● **Aim of the exercise**:
Your answer is to be the count alone: the number of lines in the data below where "usize" appears.

● **Data**:
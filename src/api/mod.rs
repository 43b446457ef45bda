pub mod articles;
pub mod auth;
pub mod cards;
pub mod error;
pub mod server;

use axum::{
    extract::DefaultBodyLimit,
    http::HeaderValue,
    routing::{get, post},
    Router,
};
use std::sync::Arc;
use tower_http::{
    cors::{AllowOrigin, Any, CorsLayer},
    trace::TraceLayer,
};

use snowthaw_backend::config::CorsConfig;

use crate::state::AppState;

/// Upload body limit / 上传大小限制
const MAX_BODY_BYTES: usize = 32 * 1024 * 1024;

/// Build the application router / 构建路由
pub fn router(state: Arc<AppState>) -> Router {
    let cors = cors_layer(&state.config.cors);

    Router::new()
        .route("/health", get(server::health_check))
        .route("/auth/login", post(auth::login))
        .route("/admin/cards", post(cards::create_card))
        .route("/admin/cards/upload", post(cards::upload_cards))
        .route("/articles/search", get(articles::search_articles))
        .route("/articles/:id", get(articles::get_article))
        .with_state(state)
        .layer(DefaultBodyLimit::max(MAX_BODY_BYTES))
        .layer(cors)
        .layer(TraceLayer::new_for_http())
}

/// Permissive when no origin is configured / 未配置来源时放行全部
fn cors_layer(config: &CorsConfig) -> CorsLayer {
    if config.frontend_origins.is_empty() {
        return CorsLayer::permissive();
    }

    let origins: Vec<HeaderValue> = config
        .frontend_origins
        .iter()
        .filter_map(|origin| match HeaderValue::from_str(origin) {
            Ok(value) => Some(value),
            Err(_) => {
                tracing::warn!("Ignoring invalid CORS origin: {}", origin);
                None
            }
        })
        .collect();

    CorsLayer::new()
        .allow_origin(AllowOrigin::list(origins))
        .allow_methods(Any)
        .allow_headers(Any)
}

#[cfg(test)]
mod tests {
    use super::*;
    use axum::{
        body::{to_bytes, Body},
        http::{header, Request, StatusCode},
        response::Response,
    };
    use serde_json::{json, Value};
    use tower::ServiceExt;

    use snowthaw_backend::auth::TokenService;
    use snowthaw_backend::config::AppConfig;
    use snowthaw_backend::store::StoreHandle;

    const BOUNDARY: &str = "snowthaw-test-boundary";

    fn test_state() -> Arc<AppState> {
        let config = AppConfig::default();
        let tokens = TokenService::new("test-secret", 60).unwrap();
        Arc::new(AppState::new(config, tokens, StoreHandle::lazy("sqlite::memory:")))
    }

    async fn body_json(response: Response) -> Value {
        let bytes = to_bytes(response.into_body(), usize::MAX).await.unwrap();
        serde_json::from_slice(&bytes).unwrap()
    }

    fn bearer(token: &str) -> String {
        format!("Bearer {}", token)
    }

    fn json_request(uri: &str, token: Option<&str>, body: Value) -> Request<Body> {
        let mut builder = Request::builder()
            .method("POST")
            .uri(uri)
            .header(header::CONTENT_TYPE, "application/json");
        if let Some(token) = token {
            builder = builder.header(header::AUTHORIZATION, bearer(token));
        }
        builder.body(Body::from(body.to_string())).unwrap()
    }

    fn multipart_request(token: &str, files: &[(&str, &str, &[u8])]) -> Request<Body> {
        let mut body = Vec::new();
        for (field, filename, data) in files {
            body.extend_from_slice(format!("--{}\r\n", BOUNDARY).as_bytes());
            body.extend_from_slice(
                format!(
                    "Content-Disposition: form-data; name=\"{}\"; filename=\"{}\"\r\n",
                    field, filename
                )
                .as_bytes(),
            );
            body.extend_from_slice(b"Content-Type: text/plain\r\n\r\n");
            body.extend_from_slice(data);
            body.extend_from_slice(b"\r\n");
        }
        body.extend_from_slice(format!("--{}--\r\n", BOUNDARY).as_bytes());

        Request::builder()
            .method("POST")
            .uri("/admin/cards/upload")
            .header(
                header::CONTENT_TYPE,
                format!("multipart/form-data; boundary={}", BOUNDARY),
            )
            .header(header::AUTHORIZATION, bearer(token))
            .body(Body::from(body))
            .unwrap()
    }

    fn get_request(uri: &str) -> Request<Body> {
        Request::builder().uri(uri).body(Body::empty()).unwrap()
    }

    #[tokio::test]
    async fn test_health() {
        let state = test_state();
        let response = router(state).oneshot(get_request("/health")).await.unwrap();
        assert_eq!(response.status(), StatusCode::OK);

        let body = body_json(response).await;
        assert_eq!(body["status"], "ok");
        assert_eq!(body["version"], env!("CARGO_PKG_VERSION"));
        assert_eq!(body["store_initialized"], false);
    }

    #[tokio::test]
    async fn test_login() {
        let state = test_state();

        let request = Request::builder()
            .method("POST")
            .uri("/auth/login")
            .header(header::CONTENT_TYPE, "application/x-www-form-urlencoded")
            .body(Body::from("username=admin&password=admin123"))
            .unwrap();
        let response = router(state.clone()).oneshot(request).await.unwrap();
        assert_eq!(response.status(), StatusCode::OK);

        let body = body_json(response).await;
        assert_eq!(body["token_type"], "bearer");
        let token = body["access_token"].as_str().unwrap();
        assert_eq!(state.tokens.validate(token).unwrap(), "admin");
    }

    #[tokio::test]
    async fn test_login_rejects_wrong_password() {
        let request = Request::builder()
            .method("POST")
            .uri("/auth/login")
            .header(header::CONTENT_TYPE, "application/x-www-form-urlencoded")
            .body(Body::from("username=admin&password=nope"))
            .unwrap();
        let response = router(test_state()).oneshot(request).await.unwrap();
        assert_eq!(response.status(), StatusCode::UNAUTHORIZED);
        assert_eq!(response.headers()[header::WWW_AUTHENTICATE], "Bearer");
        assert!(body_json(response).await["detail"].is_string());
    }

    #[tokio::test]
    async fn test_admin_routes_require_token() {
        let state = test_state();
        let body = json!({"name": "Alice", "story": "remembers the snow"});

        let response = router(state.clone())
            .oneshot(json_request("/admin/cards", None, body.clone()))
            .await
            .unwrap();
        assert_eq!(response.status(), StatusCode::UNAUTHORIZED);

        let foreign = TokenService::new("other-secret", 60).unwrap().issue("admin");
        let response = router(state.clone())
            .oneshot(json_request("/admin/cards", Some(&foreign), body))
            .await
            .unwrap();
        assert_eq!(response.status(), StatusCode::UNAUTHORIZED);

        // Rejected before the store is touched
        assert!(!state.store.is_initialized());
    }

    #[tokio::test]
    async fn test_create_then_search_and_fetch() {
        let state = test_state();
        let token = state.tokens.issue("admin");

        let response = router(state.clone())
            .oneshot(json_request(
                "/admin/cards",
                Some(&token),
                json!({"name": "Alice", "story": "remembers the Snow"}),
            ))
            .await
            .unwrap();
        assert_eq!(response.status(), StatusCode::CREATED);
        let card = body_json(response).await;
        assert_eq!(card["name"], "Alice");
        assert_eq!(card["type"], "remembrance");
        let id = card["id"].as_str().unwrap().to_string();

        let response = router(state.clone())
            .oneshot(get_request("/articles/search?q=snow"))
            .await
            .unwrap();
        assert_eq!(response.status(), StatusCode::OK);
        let body = body_json(response).await;
        assert_eq!(body["query"], "snow");
        assert_eq!(body["total"], 1);
        assert_eq!(body["results"][0]["id"], id.as_str());
        assert_eq!(body["results"][0]["name"], "Alice");

        let response = router(state.clone())
            .oneshot(get_request(&format!("/articles/{}", id)))
            .await
            .unwrap();
        assert_eq!(response.status(), StatusCode::OK);
        assert_eq!(body_json(response).await["story"], "remembers the Snow");

        let response = router(state)
            .oneshot(get_request("/articles/does-not-exist"))
            .await
            .unwrap();
        assert_eq!(response.status(), StatusCode::NOT_FOUND);
    }

    #[tokio::test]
    async fn test_create_card_validation() {
        let state = test_state();
        let token = state.tokens.issue("admin");

        let response = router(state.clone())
            .oneshot(json_request("/admin/cards", Some(&token), json!({"name": "", "story": "x"})))
            .await
            .unwrap();
        assert_eq!(response.status(), StatusCode::BAD_REQUEST);

        let response = router(state)
            .oneshot(json_request("/admin/cards", Some(&token), json!({"name": "Alice"})))
            .await
            .unwrap();
        assert_eq!(response.status(), StatusCode::BAD_REQUEST);
    }

    #[tokio::test]
    async fn test_search_requires_query() {
        let state = test_state();

        let response = router(state.clone())
            .oneshot(get_request("/articles/search"))
            .await
            .unwrap();
        assert_eq!(response.status(), StatusCode::BAD_REQUEST);

        let response = router(state)
            .oneshot(get_request("/articles/search?q=%20%20"))
            .await
            .unwrap();
        assert_eq!(response.status(), StatusCode::BAD_REQUEST);
        assert_eq!(body_json(response).await["detail"], "Query is required");
    }

    #[tokio::test]
    async fn test_upload_and_filter_by_type() {
        let state = test_state();
        let token = state.tokens.issue("admin");

        let response = router(state.clone())
            .oneshot(multipart_request(
                &token,
                &[
                    ("files", "a.txt", b"first snow"),
                    ("files", "b.txt", b"second snow"),
                ],
            ))
            .await
            .unwrap();
        assert_eq!(response.status(), StatusCode::OK);
        let body = body_json(response).await;
        assert_eq!(body["inserted"], 2);
        assert_eq!(body["names"], json!(["a", "b"]));

        let response = router(state.clone())
            .oneshot(get_request("/articles/search?q=SNOW&types=remembrance"))
            .await
            .unwrap();
        let body = body_json(response).await;
        assert_eq!(body["total"], 2);
        assert_eq!(body["results"][0]["name"], "a");
        assert_eq!(body["results"][1]["name"], "b");

        let response = router(state)
            .oneshot(get_request("/articles/search?q=snow&types=letter"))
            .await
            .unwrap();
        assert_eq!(body_json(response).await["total"], 0);
    }

    #[tokio::test]
    async fn test_upload_without_files() {
        let state = test_state();
        let token = state.tokens.issue("admin");

        let response = router(state).oneshot(multipart_request(&token, &[])).await.unwrap();
        assert_eq!(response.status(), StatusCode::BAD_REQUEST);
        assert_eq!(body_json(response).await["detail"], "No files uploaded");
    }

    #[tokio::test]
    async fn test_input_errors_do_not_need_the_store() {
        let tokens = TokenService::new("test-secret", 60).unwrap();
        let token = tokens.issue("admin");
        let store = StoreHandle::lazy("sqlite:/nonexistent-dir/for/sure/cards.db");
        let state = Arc::new(AppState::new(AppConfig::default(), tokens, store));

        let response = router(state.clone())
            .oneshot(get_request("/articles/search?q=%20"))
            .await
            .unwrap();
        assert_eq!(response.status(), StatusCode::BAD_REQUEST);

        let response = router(state.clone())
            .oneshot(multipart_request(&token, &[]))
            .await
            .unwrap();
        assert_eq!(response.status(), StatusCode::BAD_REQUEST);

        let response = router(state.clone())
            .oneshot(json_request("/admin/cards", Some(&token), json!({"name": "", "story": "x"})))
            .await
            .unwrap();
        assert_eq!(response.status(), StatusCode::BAD_REQUEST);

        // A valid query does reach the store and reports its failure
        let response = router(state.clone())
            .oneshot(get_request("/articles/search?q=snow"))
            .await
            .unwrap();
        assert_eq!(response.status(), StatusCode::INTERNAL_SERVER_ERROR);
        assert!(!state.store.is_initialized());
    }

    #[test]
    fn test_cors_layer_skips_invalid_origins() {
        let config = CorsConfig {
            frontend_origins: vec!["http://localhost:5173".into(), "bad\norigin".into()],
        };
        // Construction must not panic on an invalid entry
        let _ = cors_layer(&config);
    }
}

● **Answer box**:
2